→ **What to produce**
Scan the listing and copy each line where the word "warn" is present.

→ **Listed records**

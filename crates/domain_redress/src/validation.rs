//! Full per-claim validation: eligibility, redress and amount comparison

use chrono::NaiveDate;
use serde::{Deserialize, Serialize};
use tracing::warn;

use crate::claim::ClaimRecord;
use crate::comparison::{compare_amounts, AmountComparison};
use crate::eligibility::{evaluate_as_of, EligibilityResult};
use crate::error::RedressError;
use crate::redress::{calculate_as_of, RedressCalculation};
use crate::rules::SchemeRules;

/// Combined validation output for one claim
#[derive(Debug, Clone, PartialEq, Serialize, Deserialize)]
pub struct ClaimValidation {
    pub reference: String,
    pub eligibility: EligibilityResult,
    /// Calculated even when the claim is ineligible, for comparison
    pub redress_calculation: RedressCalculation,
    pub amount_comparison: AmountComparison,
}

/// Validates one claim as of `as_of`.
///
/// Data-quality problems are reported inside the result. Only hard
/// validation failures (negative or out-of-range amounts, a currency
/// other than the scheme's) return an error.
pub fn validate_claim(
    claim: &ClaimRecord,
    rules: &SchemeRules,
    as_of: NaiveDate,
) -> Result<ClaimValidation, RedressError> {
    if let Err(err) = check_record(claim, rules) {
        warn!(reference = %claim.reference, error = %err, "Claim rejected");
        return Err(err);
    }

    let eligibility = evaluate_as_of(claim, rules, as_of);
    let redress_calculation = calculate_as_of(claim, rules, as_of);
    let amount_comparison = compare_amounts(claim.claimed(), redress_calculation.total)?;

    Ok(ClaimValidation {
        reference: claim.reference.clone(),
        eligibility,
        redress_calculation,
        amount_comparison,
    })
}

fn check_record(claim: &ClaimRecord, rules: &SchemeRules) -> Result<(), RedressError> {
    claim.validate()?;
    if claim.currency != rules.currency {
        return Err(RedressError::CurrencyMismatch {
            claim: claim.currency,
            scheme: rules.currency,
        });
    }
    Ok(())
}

---

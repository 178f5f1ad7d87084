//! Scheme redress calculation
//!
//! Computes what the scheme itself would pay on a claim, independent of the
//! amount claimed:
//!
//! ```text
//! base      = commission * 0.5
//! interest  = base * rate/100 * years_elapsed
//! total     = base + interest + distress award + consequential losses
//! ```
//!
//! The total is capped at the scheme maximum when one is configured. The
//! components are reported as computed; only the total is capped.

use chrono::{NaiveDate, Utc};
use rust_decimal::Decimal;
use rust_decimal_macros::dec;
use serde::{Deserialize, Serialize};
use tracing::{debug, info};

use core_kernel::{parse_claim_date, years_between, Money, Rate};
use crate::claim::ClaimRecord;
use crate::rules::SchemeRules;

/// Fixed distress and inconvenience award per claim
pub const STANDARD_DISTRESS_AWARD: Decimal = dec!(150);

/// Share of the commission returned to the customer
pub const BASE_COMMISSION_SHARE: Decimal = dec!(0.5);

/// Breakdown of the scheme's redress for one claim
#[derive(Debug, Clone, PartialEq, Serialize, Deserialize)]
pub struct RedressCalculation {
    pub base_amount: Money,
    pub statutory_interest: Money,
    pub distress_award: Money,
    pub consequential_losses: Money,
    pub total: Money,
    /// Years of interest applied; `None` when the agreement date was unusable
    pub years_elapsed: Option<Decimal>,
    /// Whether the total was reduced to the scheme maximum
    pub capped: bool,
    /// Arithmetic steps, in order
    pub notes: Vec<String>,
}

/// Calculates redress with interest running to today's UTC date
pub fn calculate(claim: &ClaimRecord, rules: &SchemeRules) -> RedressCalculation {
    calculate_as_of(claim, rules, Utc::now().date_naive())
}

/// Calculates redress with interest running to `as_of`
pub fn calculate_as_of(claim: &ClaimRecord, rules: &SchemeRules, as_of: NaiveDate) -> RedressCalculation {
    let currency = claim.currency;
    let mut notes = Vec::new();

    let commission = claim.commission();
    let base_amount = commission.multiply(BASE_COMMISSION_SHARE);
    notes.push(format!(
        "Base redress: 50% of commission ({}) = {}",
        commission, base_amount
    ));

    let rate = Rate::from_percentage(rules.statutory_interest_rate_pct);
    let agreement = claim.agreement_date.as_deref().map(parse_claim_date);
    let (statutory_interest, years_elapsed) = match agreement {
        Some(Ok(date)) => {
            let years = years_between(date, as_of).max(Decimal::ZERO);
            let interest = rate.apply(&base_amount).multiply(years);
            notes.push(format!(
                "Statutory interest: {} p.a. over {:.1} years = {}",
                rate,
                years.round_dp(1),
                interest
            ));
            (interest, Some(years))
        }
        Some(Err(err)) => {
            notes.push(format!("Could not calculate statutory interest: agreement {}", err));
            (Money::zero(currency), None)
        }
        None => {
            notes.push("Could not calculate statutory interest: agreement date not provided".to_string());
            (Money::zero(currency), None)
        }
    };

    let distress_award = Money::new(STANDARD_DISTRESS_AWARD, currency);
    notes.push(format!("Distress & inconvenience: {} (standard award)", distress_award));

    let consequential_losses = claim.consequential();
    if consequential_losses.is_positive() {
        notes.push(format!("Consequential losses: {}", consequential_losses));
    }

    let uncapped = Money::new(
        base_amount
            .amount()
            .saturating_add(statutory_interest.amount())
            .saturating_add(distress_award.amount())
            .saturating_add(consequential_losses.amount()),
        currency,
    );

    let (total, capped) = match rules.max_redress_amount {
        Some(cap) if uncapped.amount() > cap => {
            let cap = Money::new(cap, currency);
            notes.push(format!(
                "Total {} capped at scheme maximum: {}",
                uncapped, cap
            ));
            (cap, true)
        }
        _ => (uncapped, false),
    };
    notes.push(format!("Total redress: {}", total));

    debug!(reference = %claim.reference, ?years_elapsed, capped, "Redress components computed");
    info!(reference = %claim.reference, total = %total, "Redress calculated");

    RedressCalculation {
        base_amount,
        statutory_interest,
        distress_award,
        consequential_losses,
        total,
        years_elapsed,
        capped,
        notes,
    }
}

→ **Task result**
use tracing::warn;
        warn!(reference = %claim.reference, error = %err, "Claim rejected");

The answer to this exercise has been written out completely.